Approaching the target is an essential aspect of the phase of reconnaissance. Gathering more information about the target domain can ease the attack strategy to be used. Gathering the Archive data of the domain can also help in approaching the target. So Web Crawling is the aspect that processes the index data on web-based applications’ web pages by using automated scripts or crawling programs. Waybulk is an automated python script used to crawl the target domain and gather the information from Wayback Machine Archive. Waybulk fetches known URL from Wayback Machines, also known as Archives for *.victimdomain, and output it on the terminal itself. Automation reduces the manual work of searching the domains on the website of Wayback Machine, so in a way, a bulk tool running an automated script by providing the target domain URL will crawl everything in a single click.

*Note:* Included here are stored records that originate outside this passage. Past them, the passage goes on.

use super::{step, ScenarioDefinition};
use crate::core::Difficulty;
use crate::engine::command::CommandKind;
use crate::engine::state::SpacecraftState;

/// Raise a 400 km circular orbit to 470 km with a two-burn transfer.
///
/// Each burn is planned at 20 m/s; the first raises apoapsis, the second
/// (one half-orbit later in the compressed training timeline) circularizes.
pub fn leo_orbit_raise() -> ScenarioDefinition {
    let mut raise = step(
        "raise-apoapsis",
        "Raise apoapsis",
        CommandKind::ExecuteBurn,
        60.0,
        30.0,
        "Execute a 20 m/s prograde burn to raise apoapsis to 470 km",
    );
    raise.planned_delta_v_ms = Some(20.0);

    let mut circularize = step(
        "circularize",
        "Circularize at apoapsis",
        CommandKind::ExecuteBurn,
        180.0,
        45.0,
        "At apoapsis, execute a second 20 m/s prograde burn to raise periapsis",
    );
    circularize.planned_delta_v_ms = Some(20.0);

    ScenarioDefinition {
        id: "leo-orbit-raise".to_string(),
        title: "LEO Orbit Raise".to_string(),
        description: "Perform a Hohmann transfer from a 400 km parking orbit to a 470 km \
                      operational orbit while keeping the bus healthy"
            .to_string(),
        default_difficulty: Difficulty::Intermediate,
        initial_state: SpacecraftState::default(),
        steps: vec![
            step(
                "arm-propulsion",
                "Arm propulsion",
                CommandKind::ArmPropulsion,
                20.0,
                30.0,
                "Propulsion must be armed before any burn: send ARM_PROPULSION",
            ),
            step(
                "orient",
                "Orient for the burn",
                CommandKind::SetAttitudeMode,
                40.0,
                30.0,
                "Hold an inertial attitude for burns: SET_ATTITUDE_MODE with mode INERTIAL",
            ),
            raise,
            circularize,
            step(
                "disarm-propulsion",
                "Safe the propulsion system",
                CommandKind::DisarmPropulsion,
                210.0,
                60.0,
                "Transfer complete; send DISARM_PROPULSION",
            ),
        ],
        delta_v_budget_ms: 60.0,
        estimated_duration_s: 300.0,
        weights: None,
    }
}

#[cfg(test)]
mod tests {
    use super::*;

    #[test]
    fn test_planned_burns_reach_target_orbit() {
        let scenario = leo_orbit_raise();
        let mut orbit = scenario.initial_state.orbit.clone();
        for dv in scenario.steps.iter().filter_map(|s| s.planned_delta_v_ms) {
            crate::engine::physics::apply_burn(
                &mut orbit,
                crate::engine::command::BurnDirection::Prograde,
                dv,
            );
        }
        assert_eq!(orbit.periapsis_km, 470.0);
        assert_eq!(orbit.apoapsis_km, 470.0);
    }
}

Note: Waybulk tool is developed in Python Environment, so make sure to set up Python on your Linux system.

Installation of Waybulk tool in Kali Linux

Step 1: Firstly, open the Linux terminal, from where we will install the Waybulk tool and use it for getting the list of domains.

cd Desktop

Step 2: You are on Desktop, now create a new directory called waybulk using the following command. Once the directory has been created, we will navigate into it and install the tool here.

mkdir waybulk

Step 3: Now switch to waybulk directory using the following command.

cd waybulk/

Step 4: You have to install the basic requirement (requests package) which is used by this tool. Use the below command to install.

pip3 install requests

Step 5: After configuring the Python packages, the next task is to install the waybulk tool. We will download the Waybulk tool package from Github.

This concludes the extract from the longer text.